Sebenarnya apa salah kami? Apakah salah kalau kami saling mencintai?
“Aku tidak akan membiarkan karirku jatuh begitu saja dan aku juga tidak akan mau melepasmu. Jadi tetaplah disisiku. Percaya padaku semuanya akan baik-baik saja. Aku janji.” Ucapnya yakin.
Aku tahu akan hal itu. Seorang Xi Luhan tidak akan menyerah pada keadaan. Dia akan terus berusaha mempertahankan semua yang sudah dia miliki. Menjaga dan merawatnya dengan baik.
Aku merasakannya, sampai saat ini aku masih merasakan kesungguhan dan kesetiaan seorang Xi Luhan.
“Aku tidak bisa Lu. Aku percaya pada semua janjimu tapi hatiku terlalu sakit mendengar hinaan yang mereka tujukan kepadamu karena mereka tidak suka aku menjadi kekasihmu. Aku tidak pantas untukmu Lu.”
Hatiku terlalu sakit melihat kenyataan yang ada. Aku tidak pernah sanggup melihat semua komentar negative dan umpatan yang orang-orang itu tujukan kepada Luhan.
“Hanya aku yang boleh menentukan siapa yang pantas berada disisiku. Hanya dirimu. Jangan dengarkan mereka. Dengarkan isi hatimu sendiri dan dengarkan ucapanku.” Pintanya.

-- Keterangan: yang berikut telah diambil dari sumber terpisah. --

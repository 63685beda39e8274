//! ra-core: Core types and the research pipeline for research-assistant
//!
//! This crate provides the provider and tool abstractions, the tool-calling
//! agent, and the pipeline that turns a query into a validated
//! [`ResearchResponse`].

pub mod agent;
pub mod cache;
pub mod error;
pub mod message;
pub mod output;
pub mod pipeline;
pub mod prompt;
pub mod provider;
pub mod schema;
pub mod tool;

#[cfg(any(test, feature = "testing"))]
pub mod testing;

pub use agent::{AgentConfig, AgentExecutor, ToolCallingAgent};
pub use cache::{ResultCache, DEFAULT_CACHE_CAPACITY};
pub use error::Error;
pub use message::{Content, Message, Role, ToolCall, Usage};
pub use output::{extract_text, ExtractionError, RawAgentOutput};
pub use pipeline::{ClassifiedError, PipelineConfig, ResearchPipeline, ResearchQuery};
pub use prompt::{PromptTemplate, DEFAULT_SYSTEM_TEMPLATE};
pub use provider::{CompletionRequest, CompletionResponse, FinishReason, Provider};
pub use schema::{ResearchResponse, ResponseSchema, SchemaError};
pub use tool::{PropertySchema, Tool, ToolDefinition, ToolOutput, ToolParameters, ToolRegistry};

pub type Result<T> = std::result::Result<T, Error>;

Apa aku salah mengambil jalan untuk berpisah dengan Luhan demi untuk meredakan atau bahkan menghilangkan rasa amarah mereka?
“Lu, komohon.” Kutundukan wajahku. Pandangan mata Luhan tak pernah lepas dari mataku. Aku takut pertahananku runtuh.
“Aku tidak bisa chagiya. Aku terlalu mencintaimu.” Ucapnya berbisik tepat ditelingaku.
Kini Luhan memelukku. Menyalurkan kesungguhannya untuk penolakan atas ide gilaku. Berpisah.
“Apa tidak ada cara lain? Aku sangat mencintaimu, sungguh.” Ucapnya meyakinkan.
“Aku jauh lebih mencintaimu Luhan! Karena itu kumohon, lepaskan aku. Lupakan aku.”
“Tidak bisakah mereka hanya menghargai keputusanku? Mendukung dan mendoakan hubungan kita? Kita saling mencintai lalu kenapa harus berpisah?” Suara Luhan bergetar.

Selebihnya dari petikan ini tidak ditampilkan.